Wayfarersシリーズの第二部だが、宇宙船のWayfarerとその乗務員たちは登場しない。
(ネタバレになるので詳しくは書けないが)第一巻の最後、Wayfarer号に搭載されていたAIのLovelaceは人類の女性の肉体を模倣した「kit」に身を移して宇宙船を去った。彼女を引き取ったのは、Wayfarer号のIT技術者に部品をよく提供する友人のPepperだ。
LovelaceはSidraという人間の名前を自分で選び、Pepperが経営するIT部品の店を手伝いながら新しい環境に馴染もうとする。

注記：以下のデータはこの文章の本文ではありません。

use crate::context::OptimizationContext;
use crate::error::OptimizerError;
use crate::mode::Mode;
use crate::plan::{DayPlan, SlotKind, WeeklyPlan};
use crate::providers::{
    AlternativeSource, BudgetPlanner, PricingProvider, SeasonalityProvider,
};
use crate::scoring::ScoringEngine;
use crate::traditions;
use std::collections::HashSet;
use tracing::{debug, warn};

/// Incumbent recipes scoring at or above this keep their slot; only
/// below-threshold slots consult the alternative source.
pub const REPLACEMENT_THRESHOLD: f32 = 0.7;

/// Slot processing order within a day. Breakfast and snack are scored only;
/// lunch and dinner additionally go through the replacement decision.
const SLOT_ORDER: [SlotKind; 4] = [
    SlotKind::Breakfast,
    SlotKind::Snack,
    SlotKind::Lunch,
    SlotKind::Dinner,
];

/// Budget substitution side artifact, carried in the outcome for the caller.
/// Not part of the returned plan shape.
#[derive(Debug, Clone, Copy, PartialEq)]
pub struct BudgetSummary {
    pub change_count: u32,
    pub savings: f32,
}

/// Result of one optimization run.
#[derive(Debug, Clone)]
pub struct OptimizationOutcome {
    pub plan: WeeklyPlan,
    /// Present only when the economy pre-pass ran.
    pub budget: Option<BudgetSummary>,
}

/// Greedy, per-slot, threshold-triggered improvement pass over an existing
/// plan.
///
/// The traversal is single-threaded and sequential by design: variety scoring
/// reads a snapshot of already-decided neighboring slots inside a ±3-day
/// window, so day and slot order must be deterministic for scores to be
/// reproducible. The only suspension points are the provider calls.
pub struct PlanOptimizer<'a> {
    seasonality: &'a dyn SeasonalityProvider,
    pricing: &'a dyn PricingProvider,
    budget_planner: &'a dyn BudgetPlanner,
    alternatives: &'a dyn AlternativeSource,
}

impl<'a> PlanOptimizer<'a> {
    pub fn new(
        seasonality: &'a dyn SeasonalityProvider,
        pricing: &'a dyn PricingProvider,
        budget_planner: &'a dyn BudgetPlanner,
        alternatives: &'a dyn AlternativeSource,
    ) -> Self {
        PlanOptimizer {
            seasonality,
            pricing,
            budget_planner,
            alternatives,
        }
    }

    /// Optimize a weekly plan against the context's mode and objectives.
    ///
    /// The input plan is never mutated; the returned plan is structurally
    /// identical, with evaluated slots annotated with their score and
    /// possibly a replacement recipe. Protected tradition days come back
    /// exactly as they went in, in every mode.
    ///
    /// The only fatal error is a malformed weight table, rejected before any
    /// scoring. Collaborator failures degrade per call and never abort the
    /// run.
    pub async fn optimize_weekly_plan(
        &self,
        plan: &WeeklyPlan,
        ctx: &OptimizationContext,
    ) -> Result<OptimizationOutcome, OptimizerError> {
        ctx.mode.weights().validate(ctx.mode)?;

        let mut working = plan.clone();
        let mut budget = None;

        if ctx.mode == Mode::Economy {
            budget = self.run_budget_pre_pass(&mut working).await;
        }

        let seasonal_catalog = self.fetch_seasonal_catalog(ctx).await;
        let engine = ScoringEngine::new(self.pricing, &seasonal_catalog);

        for day_index in 0..working.days.len() {
            let date = working.days[day_index].date;
            if let Some(tradition) = traditions::protection(date) {
                debug!(%date, ?tradition, "protected day, skipping");
                continue;
            }

            for kind in SLOT_ORDER {
                self.process_slot(&engine, &mut working, ctx, day_index, kind)
                    .await;
            }
        }

        Ok(OptimizationOutcome {
            plan: working,
            budget,
        })
    }

    /// Economy pre-pass: hand the whole plan to the budget planner once, then
    /// restore protected days so the rewrite can never touch them. A planner
    /// failure degrades to keeping the plan as-is.
    async fn run_budget_pre_pass(&self, working: &mut WeeklyPlan) -> Option<BudgetSummary> {
        let snapshot: Vec<DayPlan> = working
            .days
            .iter()
            .filter(|day| traditions::protection(day.date).is_some())
            .cloned()
            .collect();

        match self.budget_planner.optimize_plan_for_budget(working).await {
            Ok(outcome) => {
                *working = outcome.plan;
                for protected in snapshot {
                    if let Some(day) = working
                        .days
                        .iter_mut()
                        .find(|day| day.date == protected.date)
                    {
                        for kind in [SlotKind::Lunch, SlotKind::Dinner] {
                            if let Some(original) = protected.meals.get(&kind) {
                                day.meals.insert(kind, original.clone());
                            }
                        }
                    }
                }
                debug!(
                    change_count = outcome.change_count,
                    savings = outcome.savings,
                    "budget substitution applied"
                );
                Some(BudgetSummary {
                    change_count: outcome.change_count,
                    savings: outcome.savings,
                })
            }
            Err(err) => {
                warn!(error = %err, "budget substitution failed, keeping plan unchanged");
                None
            }
        }
    }

    /// Seasonal catalog snapshot for this run. A provider failure degrades to
    /// an empty catalog, which scores neutral.
    async fn fetch_seasonal_catalog(&self, ctx: &OptimizationContext) -> HashSet<String> {
        match self
            .seasonality
            .seasonal_ingredients(&ctx.region, ctx.season)
            .await
        {
            Ok(catalog) => catalog,
            Err(err) => {
                warn!(error = %err, "seasonal catalog lookup failed, scoring neutral");
                HashSet::new()
            }
        }
    }

    /// Score one slot and, for lunch/dinner below the threshold, try to
    /// improve it. A slot without a recipe passes through untouched.
    async fn process_slot(
        &self,
        engine: &ScoringEngine<'_>,
        working: &mut WeeklyPlan,
        ctx: &OptimizationContext,
        day_index: usize,
        kind: SlotKind,
    ) {
        let Some(incumbent) = working.days[day_index]
            .meals
            .get(&kind)
            .and_then(|slot| slot.recipe.clone())
        else {
            return;
        };

        let incumbent_score = engine
            .score(&incumbent, ctx, working, day_index, kind)
            .await;

        if !kind.replaceable() || incumbent_score.total >= REPLACEMENT_THRESHOLD {
            annotate(working, day_index, kind, incumbent_score.total);
            return;
        }

        debug!(
            day_index,
            slot = kind.as_str(),
            score = incumbent_score.total,
            "below threshold, querying alternative source"
        );

        let candidate = match self
            .alternatives
            .suggest(&incumbent, ctx, working, day_index, kind)
            .await
        {
            Ok(candidate) => candidate,
            Err(err) => {
                warn!(error = %err, "alternative lookup failed, keeping incumbent");
                None
            }
        };

        let Some(candidate) = candidate else {
            annotate(working, day_index, kind, incumbent_score.total);
            return;
        };

        let candidate_score = engine
            .score(&candidate, ctx, working, day_index, kind)
            .await;

        // Adopt only on strict improvement; an alternative that scores the
        // same or worse would be a regression.
        if candidate_score.total > incumbent_score.total {
            debug!(
                day_index,
                slot = kind.as_str(),
                old_score = incumbent_score.total,
                new_score = candidate_score.total,
                replacement = %candidate.name,
                "adopting alternative recipe"
            );
            if let Some(slot) = working.days[day_index].meals.get_mut(&kind) {
                slot.replace_recipe(candidate);
                slot.score = Some(candidate_score.total);
            }
        } else {
            annotate(working, day_index, kind, incumbent_score.total);
        }
    }
}

fn annotate(working: &mut WeeklyPlan, day_index: usize, kind: SlotKind, total: f32) {
    if let Some(slot) = working.days[day_index].meals.get_mut(&kind) {
        slot.score = Some(total);
    }
}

異星人と特別な友情も育てていくが、宇宙船の乗務員に尽くすためにデザインされたAIから個体の人間へのアイデンティティの移行は難しく、心理的な危機に陥る。
Sidraからは自由奔放に見えるPepperには、もっと辛い過去があった。
Pepperは、ある惑星に移住した人類が遺伝子操作で生み出した作業用クローンだった。Jane23と呼ばれていた少女は、ほかのJaneらと密閉された場所で長時間の金属解体作業を行い、液体の栄養物を与えられて、ペアのクローンと狭いベッドで寝る。その単調な生活はMotherと呼ばれるAIに厳しく監視され、規則を破った者は処罰され、ときには処分された。好奇心が誰よりも強かったJane23は、あるとき規則を破り、処分を避けるために作業所を逃げ出した。

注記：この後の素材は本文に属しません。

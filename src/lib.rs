//! Weekly meal plan optimizer.
//!
//! Takes an already-materialized [`WeeklyPlan`] plus an
//! [`OptimizationContext`] and runs a greedy, per-slot, threshold-triggered
//! improvement pass over it: six objective sub-scores (cost, nutrition,
//! pantry usage, seasonality, variety, cultural) folded by a mode-dependent
//! weight vector, with tradition-protected calendar days excluded from
//! rewriting. External collaborators (seasonal catalog, ingredient pricing,
//! budget substitution, alternative recipes) plug in through the traits in
//! [`providers`].
//!
//! The optimizer never persists anything and never mutates its input; the
//! caller owns durability.

pub mod context;
pub mod error;
pub mod mode;
pub mod optimizer;
pub mod plan;
pub mod providers;
pub mod scoring;
pub mod traditions;

pub use context::{NutrientTargets, OptimizationContext, Season, UserPreferences};
pub use error::OptimizerError;
pub use mode::{Mode, ModeWeights};
pub use optimizer::{
    BudgetSummary, OptimizationOutcome, PlanOptimizer, REPLACEMENT_THRESHOLD,
};
pub use plan::{
    CulturalInfo, DayOccasion, DayPlan, Ingredient, MealSlot, Nutrition, PantryItem, Recipe,
    SlotKind, WeeklyPlan,
};
pub use providers::{
    AlternativeSource, BudgetOutcome, BudgetPlanner, NoAlternatives, PricingProvider,
    SeasonalityProvider, StaticPricing, StaticSeasonality,
};
pub use scoring::{OptimizationScore, ScoringEngine, NEUTRAL_SCORE};
pub use traditions::Tradition;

凶暴な野犬が住む外の世界で死の危機に晒されたJane23を助けたのは、破損して置き去りになっていた宇宙船のAIのOwlだった。
Owlは、Motherとは対極的なAIで、Janeを歓迎し、優しく扱う。母親代わりのようになったOwlだが、宇宙船を修理する間に成長したJaneは、反抗期を迎え、自暴自棄になる……。
Wayfarersの2部は、AIとクローンの2人の女性のアイデンティティが主要なテーマだ。

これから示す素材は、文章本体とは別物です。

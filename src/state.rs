//! Run state threaded through the phases, and the frozen report it becomes.

use crate::{
    evaluator::Ranking,
    length::LengthState,
    stats::serialize_secs,
    AttackConfig, AttackError,
};

use chrono::{DateTime, Utc};
use serde::Serialize;

use std::time::{Duration, Instant};

#[derive(Debug, Clone, Copy, PartialEq, Eq, Serialize)]
#[serde(rename_all = "snake_case")]
pub enum Phase {
    LengthDiscovery,
    CharacterCracking,
}

/// Which evaluation round inside a phase produced a sample.
#[derive(Debug, Clone, Copy, PartialEq, Eq, Serialize)]
#[serde(rename_all = "snake_case")]
pub enum Stage {
    Probe,
    Remeasure,
    Exhaustive,
    Prepass,
    Verification,
}

#[derive(Debug, Clone, PartialEq, Serialize)]
pub struct TraceRecord {
    pub seq: u64,
    pub phase: Phase,
    pub stage: Stage,
    pub position: Option<usize>,
    pub password: String,
    #[serde(serialize_with = "serialize_secs")]
    pub elapsed: Duration,
    pub taken_at: DateTime<Utc>,
}

/// Every sample of a run, ordered by sequence number.
#[derive(Debug, Clone, Default, Serialize)]
#[serde(transparent)]
pub struct Trace {
    records: Vec<TraceRecord>,
}

impl Trace {
    pub fn record(&mut self, record: TraceRecord) {
        let slot = self.records.partition_point(|r| r.seq < record.seq);
        self.records.insert(slot, record);
    }

    /// Record every sample of a completed round.
    pub fn record_round(
        &mut self,
        phase: Phase,
        stage: Stage,
        position: Option<usize>,
        ranking: &Ranking,
    ) {
        for entry in ranking.entries() {
            for sample in &entry.samples {
                self.record(TraceRecord {
                    seq: sample.seq,
                    phase,
                    stage,
                    position,
                    password: entry.guess.password().to_string(),
                    elapsed: sample.elapsed,
                    taken_at: sample.taken_at,
                });
            }
        }
    }

    pub fn records(&self) -> &[TraceRecord] {
        &self.records
    }

    pub fn len(&self) -> usize {
        self.records.len()
    }

    pub fn is_empty(&self) -> bool {
        self.records.is_empty()
    }
}

/// Summary of one ranked candidate.
#[derive(Debug, Clone, PartialEq, Serialize)]
pub struct CandidateScore {
    pub password: String,
    #[serde(serialize_with = "serialize_secs")]
    pub aggregate: Duration,
    pub samples: usize,
}

impl CandidateScore {
    pub fn from_ranking(ranking: &Ranking) -> Vec<Self> {
        ranking
            .entries()
            .iter()
            .map(|e| Self {
                password: e.guess.password().to_string(),
                aggregate: e.aggregate,
                samples: e.samples.len(),
            })
            .collect()
    }
}

#[derive(Debug, Clone, PartialEq, Serialize)]
pub struct LengthRecord {
    pub scores: Vec<(usize, CandidateScore)>,
    pub remeasured: Option<Vec<(usize, CandidateScore)>>,
    pub outcome: LengthState,
}

#[derive(Debug, Clone, PartialEq, Serialize)]
pub struct PositionRecord {
    pub position: usize,
    pub chosen: char,
    #[serde(serialize_with = "serialize_secs")]
    pub aggregate: Duration,
    pub margin: f64,
    /// Stages whose decision point was an exact tie, settled by submission
    /// order.
    pub ties: Vec<Stage>,
    pub low_confidence: bool,
    pub rerun: bool,
    pub prepass: Option<Vec<CandidateScore>>,
    pub decision: Vec<CandidateScore>,
    #[serde(serialize_with = "serialize_secs")]
    pub elapsed: Duration,
}

#[derive(Debug, Clone, Copy, PartialEq, Eq, Serialize)]
#[serde(rename_all = "snake_case")]
pub enum LengthSource {
    Discovered,
    Supplied,
}

#[derive(Debug, Clone, PartialEq, Eq, Serialize)]
#[serde(tag = "status", rename_all = "snake_case")]
pub enum RunStatus {
    Completed,
    Aborted { reason: String },
}

/// Mutable state of one run. Owned by the orchestrator and lent to each
/// phase in turn.
#[derive(Debug)]
pub struct AttackState {
    config: AttackConfig,
    started_at: DateTime<Utc>,
    started: Instant,
    pub length: Option<usize>,
    pub length_source: Option<LengthSource>,
    pub prefix: String,
    pub length_record: Option<LengthRecord>,
    pub positions: Vec<PositionRecord>,
    pub trace: Trace,
}

impl AttackState {
    pub fn new(config: &AttackConfig) -> Self {
        Self {
            config: config.clone(),
            started_at: Utc::now(),
            started: Instant::now(),
            length: None,
            length_source: None,
            prefix: config.known_prefix.clone(),
            length_record: None,
            positions: Vec::new(),
            trace: Trace::default(),
        }
    }

    pub fn assume_length(&mut self, length: usize) {
        self.length = Some(length);
        self.length_source = Some(LengthSource::Supplied);
    }

    pub fn finalize(
        self,
        error: Option<&AttackError>,
        oracle_calls: u64,
        peak_in_flight: usize,
    ) -> AttackReport {
        let status = match error {
            Some(e) => RunStatus::Aborted {
                reason: e.to_string(),
            },
            None => RunStatus::Completed,
        };
        let complete = self.length.is_some_and(|n| self.prefix.chars().count() == n);
        let low_confidence_positions = self
            .positions
            .iter()
            .filter(|p| p.low_confidence)
            .map(|p| p.position)
            .collect();
        AttackReport {
            config: self.config,
            status,
            started_at: self.started_at,
            finished_at: Utc::now(),
            elapsed: self.started.elapsed(),
            length: self.length,
            length_source: self.length_source,
            recovered: self.prefix,
            complete,
            low_confidence_positions,
            oracle_calls,
            peak_in_flight,
            length_discovery: self.length_record,
            positions: self.positions,
            trace: self.trace,
        }
    }
}

/// The frozen outcome of a run, handed to whatever persists it.
#[derive(Debug, Clone, Serialize)]
pub struct AttackReport {
    pub config: AttackConfig,
    pub status: RunStatus,
    pub started_at: DateTime<Utc>,
    pub finished_at: DateTime<Utc>,
    #[serde(serialize_with = "serialize_secs")]
    pub elapsed: Duration,
    pub length: Option<usize>,
    pub length_source: Option<LengthSource>,
    /// The recovered prefix; the whole secret when `complete`.
    pub recovered: String,
    pub complete: bool,
    pub low_confidence_positions: Vec<usize>,
    pub oracle_calls: u64,
    pub peak_in_flight: usize,
    pub length_discovery: Option<LengthRecord>,
    pub positions: Vec<PositionRecord>,
    pub trace: Trace,
}

impl AttackReport {
    /// The full secret, if the run recovered every position.
    pub fn secret(&self) -> Option<&str> {
        self.complete.then_some(self.recovered.as_str())
    }
}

多様な生物が共存するこの宇宙では、PepperもSidraも、外見からは「人間」のカテゴリーに入る。しかし、中央政府の規則では、AIとクローンには同等の人権がない。AIが肉体を持つのは重大な法律違反だ。
また、ふつうの家族に育てられていない二人にとって、「家族」や「愛情」の定義は、後で学んだものでしかない。けれども、彼女たちは、自分でリスクを取ってそれらを勝ち取っていく。そこが、本書の最大の魅力だ。
「何が人を人にするのか?」という問いかけが、あちこちにちりばめられており、そこに現代の読者が惹かれ、ヒューゴー賞の候補作品になったのだろう。
Chambersは、根本的に人の善意や愛情を信じる作家なのだと思う。